Morgensuppe und Behördenschelte

Bergedorfer Zeitung, 11. Mai 1916

Bergedorfer Zeitung, 11. Mai 1916

Die Ernährung blieb ein Dauerthema, denn Lebensmittel wurden immer noch knapper und teurer. Doch die Bergedorfer Zeitung hatte einen heißen Tipp für das Frühstück: die Morgensuppe als „Wiedereinsetzung einer früheren allgemeinen Gepflogenheit“, hergestellt aus Weizen- oder Roggenmehl (dessen Kauf aber natürlich auf die Brotration angerechnet wurde). Und „von Reichs wegen“ sollte in nächster Zeit sogar die „Herstellung eines guten und billigen Morgensuppenstoffes mit etwas Fettzusatz“ in die Wege geleitet werden (siehe BZ vom 9. Mai 1915). Über den Erfolg der Aktion schwieg sich die BZ allerdings aus.

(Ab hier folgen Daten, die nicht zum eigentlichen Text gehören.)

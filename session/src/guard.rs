//! Route-guard decision logic.
//!
//! The guard is purely reactive: given the current [`AuthState`] and an
//! optional required role it picks one of four outcomes. A role mismatch is
//! rendered inline as "access denied"; only a missing session navigates.

#[cfg(test)]
#[path = "guard_test.rs"]
mod guard_test;

use crate::auth::AuthState;
use crate::claims::Role;

/// Route unauthenticated visitors are sent to.
pub const LOGIN_PATH: &str = "/login";

/// What a guarded route should show.
#[derive(Clone, Copy, Debug, PartialEq, Eq)]
pub enum GuardDecision {
    /// Auth is still resolving; show a placeholder.
    Loading,
    /// No session; replace the current history entry with [`LOGIN_PATH`].
    RedirectToLogin,
    /// Signed in with the wrong role; show an inline access-denied message.
    Forbidden,
    /// Show the protected children.
    Render,
}

/// Decide how a guarded route renders for `state`.
#[must_use]
pub fn decide(state: &AuthState, required_role: Option<Role>) -> GuardDecision {
    if state.loading {
        return GuardDecision::Loading;
    }
    let Some(user) = state.user.as_ref() else {
        return GuardDecision::RedirectToLogin;
    };
    match required_role {
        Some(role) if user.role != role => GuardDecision::Forbidden,
        _ => GuardDecision::Render,
    }
}

/// Per-mount guard bookkeeping.
///
/// Tracks whether the login redirect was already issued so a mount navigates
/// at most once, however many times its auth state is re-observed.
#[derive(Clone, Copy, Debug, Default)]
pub struct GuardMount {
    required_role: Option<Role>,
    redirected: bool,
}

impl GuardMount {
    #[must_use]
    pub fn new(required_role: Option<Role>) -> Self {
        Self { required_role, redirected: false }
    }

    #[must_use]
    pub fn required_role(&self) -> Option<Role> {
        self.required_role
    }

    /// Decide for `state` and report whether a navigation must be issued now.
    pub fn observe(&mut self, state: &AuthState) -> (GuardDecision, bool) {
        let decision = decide(state, self.required_role);
        let navigate = decision == GuardDecision::RedirectToLogin && !self.redirected;
        if navigate {
            self.redirected = true;
        }
        (decision, navigate)
    }

    #[must_use]
    pub fn has_redirected(&self) -> bool {
        self.redirected
    }
}
use super::*;
use crate::claims::Role;

fn response(json: serde_json::Value) -> LoginResponse {
    serde_json::from_value(json).expect("login response")
}

#[test]
fn login_request_trims_email_only() {
    let request = LoginRequest::new("  ana@example.com ", " secret pw ");
    assert_eq!(request.email, "ana@example.com");
    assert_eq!(request.password, " secret pw ");
    assert_eq!(
        serde_json::to_value(&request).expect("serialize"),
        serde_json::json!({ "email": "ana@example.com", "password": " secret pw " })
    );
}

#[test]
fn into_session_accepts_token_and_user() {
    let session = response(serde_json::json!({
        "token": "abc.def.ghi",
        "user": { "id": 4, "name": "Ana", "email": "ana@example.com", "role": "admin" }
    }))
    .into_session()
    .expect("session");
    assert_eq!(session.token, "abc.def.ghi");
    assert_eq!(session.user.role, Role::Admin);
}

#[test]
fn into_session_rejects_missing_empty_or_non_string_token() {
    let user = serde_json::json!({ "id": 4, "name": "Ana", "email": "ana@example.com", "role": "driver" });
    for token in [serde_json::Value::Null, serde_json::json!(""), serde_json::json!(42), serde_json::json!("  ")] {
        let err = response(serde_json::json!({ "token": token, "user": user }))
            .into_session()
            .expect_err("token should be rejected");
        assert_eq!(err, LoginError::InvalidResponse("missing token"));
    }
    let err = response(serde_json::json!({ "user": user })).into_session().expect_err("no token");
    assert_eq!(err, LoginError::InvalidResponse("missing token"));
}

#[test]
fn into_session_rejects_unusable_user() {
    let err = response(serde_json::json!({ "token": "t", "user": { "id": 1, "name": "X" } }))
        .into_session()
        .expect_err("user without role");
    assert_eq!(err, LoginError::InvalidResponse("missing user"));
}

#[test]
fn validate_credentials_accepts_well_formed_input() {
    assert_eq!(validate_credentials(" ana@tr-familia.com.br ", "12345678"), Ok("ana@tr-familia.com.br".to_owned()));
    assert_eq!(validate_credentials("first.last+ops@Example.ORG", "longenough"), Ok("first.last+ops@Example.ORG".to_owned()));
}

#[test]
fn validate_credentials_requires_email() {
    let err = validate_credentials("   ", "12345678").expect_err("empty email");
    assert_eq!(err.field, Field::Email);
    assert_eq!(err.message, "E-mail is required");
}

#[test]
fn validate_credentials_rejects_malformed_email() {
    for email in ["ana", "ana@", "@example.com", "ana@example", "ana@example.c", "ana@@example.com", "ana@exa mple.com", "ana@example.c0m"] {
        let err = validate_credentials(email, "12345678").expect_err("malformed email");
        assert_eq!(err, FieldError { field: Field::Email, message: "Invalid e-mail" }, "email {email:?}");
    }
}

#[test]
fn validate_credentials_checks_password_length() {
    let err = validate_credentials("ana@example.com", "").expect_err("empty password");
    assert_eq!(err.message, "Password is required");
    let err = validate_credentials("ana@example.com", "1234567").expect_err("short password");
    assert_eq!(err.field, Field::Password);
    assert_eq!(err.message, "Password must be at least 8 characters");
}

#[test]
fn ui_error_maps_bad_request_to_email_focus() {
    let err = UiError::from_status(400, Some("email must be valid"));
    assert_eq!(err.message, "Invalid data");
    assert_eq!(err.details.as_deref(), Some("email must be valid"));
    assert_eq!(err.focus, Some(Field::Email));
    assert!(!err.critical);
}

#[test]
fn ui_error_maps_unauthorized_to_password_focus() {
    let err = UiError::from_status(401, Some("ignored"));
    assert_eq!(err.message, "Authentication failed");
    assert_eq!(err.details.as_deref(), Some("Incorrect e-mail or password"));
    assert_eq!(err.focus, Some(Field::Password));
}

#[test]
fn ui_error_forbidden_and_server_errors_are_critical() {
    let forbidden = UiError::from_status(403, None);
    assert!(forbidden.critical);
    assert_eq!(forbidden.details.as_deref(), Some("Your account is not allowed to sign in"));

    let server = UiError::from_status(500, Some("  "));
    assert!(server.critical);
    assert_eq!(server.details.as_deref(), Some("Try again later"));
}

#[test]
fn ui_error_rate_limit_and_unknown_statuses() {
    assert_eq!(UiError::from_status(429, None).message, "Too many attempts");
    assert_eq!(UiError::from_status(502, None), UiError::connection());
    assert_eq!(UiError::from_status(0, None).message, "Connection error");
}

#[test]
fn ui_error_unexpected_carries_detail() {
    let err = UiError::unexpected("storage full");
    assert_eq!(err.message, "Unexpected error");
    assert_eq!(err.details.as_deref(), Some("storage full"));
}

Wie sehr sich die Lage verschlechtert hatte, zeigen die beiden hier wiedergegebenen Artikel: auf täglich 2.000 Portionen war die Ausgabe von Mittagessen in den städtischen Kriegsküchen angestiegen und hatte sich damit binnen eines halben Jahres nahezu verdreifacht (siehe die Beiträge Hotel „Stadt Lübeck“ im Kriegsjahr 1915 und auch Nach einem Jahr), sodass sogar die Feuerwache  um- und ausgebaut werden musste, um die erforderlichen Küchenräume zu schaffen.

Bergedorfer Zeitung, 11. Mai 1916

Bergedorfer Zeitung, 11. Mai 1916

Ob die nun geschaffene „Reichszentralstelle für Lebensmittelversorgung“ (offizielle Bezeichnung: Kriegsernährungsamt) hier Gutes bewirkte, ob sie „wucherische Verbrecher“ und „gewissenlose Ausbeuter“ ausschalten konnte? Der Verfasser des Artikels jedenfalls scheint durchaus skeptisch gewesen zu sein: zwar begrüßte er, dass Maßnahmen ergriffen wurden („wenn … auch etwas reichlich spät“), doch hätte er sich nach dem Versagen der Zivilbehörden, das er auf das „bürokratische System“ und das „administrative Beamtentum“  zurückführte, den „eisernen Besen des Generalkommandos“ statt einer „mit behördlichen Befugnissen ausgestattete Zentralstelle“ gewünscht, weil in seinen Augen das Militär viel erfolgreicher war.  Der am 22. Mai eingesetzte Präsident des Kriegsernährungsamtes, Adolf von Batocki, erhielt umgehend den Beinamen „Nahrungsmitteldiktator“ (siehe BZ vom 26. Mai 1916), was ja durchaus nach eisernem Besen klingt.

Mehr zu essen gab es allerdings dann auch nicht.